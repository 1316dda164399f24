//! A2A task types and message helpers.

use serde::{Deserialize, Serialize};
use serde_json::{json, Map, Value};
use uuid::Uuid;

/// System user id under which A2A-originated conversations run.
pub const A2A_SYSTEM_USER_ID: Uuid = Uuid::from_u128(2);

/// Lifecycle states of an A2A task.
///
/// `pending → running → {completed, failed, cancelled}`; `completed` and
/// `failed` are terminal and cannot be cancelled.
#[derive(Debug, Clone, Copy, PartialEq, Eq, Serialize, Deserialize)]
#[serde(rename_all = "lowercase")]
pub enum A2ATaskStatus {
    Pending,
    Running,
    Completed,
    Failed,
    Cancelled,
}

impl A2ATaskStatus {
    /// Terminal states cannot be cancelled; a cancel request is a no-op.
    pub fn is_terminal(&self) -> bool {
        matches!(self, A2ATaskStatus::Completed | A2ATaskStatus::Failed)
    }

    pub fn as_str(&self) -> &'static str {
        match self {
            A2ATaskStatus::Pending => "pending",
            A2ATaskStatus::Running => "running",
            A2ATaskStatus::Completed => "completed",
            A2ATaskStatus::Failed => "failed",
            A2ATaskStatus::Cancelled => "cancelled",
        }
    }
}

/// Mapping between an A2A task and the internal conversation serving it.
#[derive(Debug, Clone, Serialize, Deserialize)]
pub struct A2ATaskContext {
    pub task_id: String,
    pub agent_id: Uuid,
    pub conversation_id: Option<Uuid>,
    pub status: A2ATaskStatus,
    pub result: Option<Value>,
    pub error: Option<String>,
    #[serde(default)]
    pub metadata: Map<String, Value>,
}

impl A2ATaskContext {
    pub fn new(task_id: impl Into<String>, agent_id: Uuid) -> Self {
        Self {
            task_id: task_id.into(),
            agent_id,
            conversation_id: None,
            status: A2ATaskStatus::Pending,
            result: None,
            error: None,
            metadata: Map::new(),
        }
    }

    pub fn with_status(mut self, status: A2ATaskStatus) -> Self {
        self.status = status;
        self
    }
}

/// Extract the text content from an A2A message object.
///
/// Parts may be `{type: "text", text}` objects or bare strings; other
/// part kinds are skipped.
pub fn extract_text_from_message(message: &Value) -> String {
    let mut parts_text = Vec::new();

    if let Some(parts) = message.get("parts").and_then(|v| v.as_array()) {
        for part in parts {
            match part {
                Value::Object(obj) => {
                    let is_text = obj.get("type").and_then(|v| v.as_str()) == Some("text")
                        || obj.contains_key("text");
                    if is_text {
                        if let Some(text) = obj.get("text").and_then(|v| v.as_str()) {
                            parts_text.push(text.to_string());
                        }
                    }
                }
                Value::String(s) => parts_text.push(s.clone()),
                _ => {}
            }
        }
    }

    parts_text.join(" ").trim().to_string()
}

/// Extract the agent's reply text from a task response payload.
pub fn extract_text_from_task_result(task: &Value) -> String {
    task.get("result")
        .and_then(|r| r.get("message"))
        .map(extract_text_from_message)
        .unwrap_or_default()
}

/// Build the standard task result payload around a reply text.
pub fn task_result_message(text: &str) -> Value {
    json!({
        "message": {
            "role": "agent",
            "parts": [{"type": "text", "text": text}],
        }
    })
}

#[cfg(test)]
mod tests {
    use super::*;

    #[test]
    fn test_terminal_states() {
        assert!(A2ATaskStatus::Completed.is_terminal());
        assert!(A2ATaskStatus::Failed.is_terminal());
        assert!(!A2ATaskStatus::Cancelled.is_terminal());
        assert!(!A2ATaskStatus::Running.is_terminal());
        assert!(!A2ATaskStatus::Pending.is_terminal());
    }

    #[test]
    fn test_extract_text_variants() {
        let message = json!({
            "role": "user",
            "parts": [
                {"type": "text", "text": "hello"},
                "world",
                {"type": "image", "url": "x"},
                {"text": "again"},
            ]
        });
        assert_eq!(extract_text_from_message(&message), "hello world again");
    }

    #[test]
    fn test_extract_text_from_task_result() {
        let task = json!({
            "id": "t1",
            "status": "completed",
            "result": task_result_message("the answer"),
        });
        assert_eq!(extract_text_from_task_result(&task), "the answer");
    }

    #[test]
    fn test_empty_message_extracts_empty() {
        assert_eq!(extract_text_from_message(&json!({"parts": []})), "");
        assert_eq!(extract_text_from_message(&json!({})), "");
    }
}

————

● Exercise instructions: Filter these records, keeping every line where the word "again" occurs.

● Answer box:
                {"text": "again"},
        assert_eq!(extract_text_from_message(&message), "hello world again");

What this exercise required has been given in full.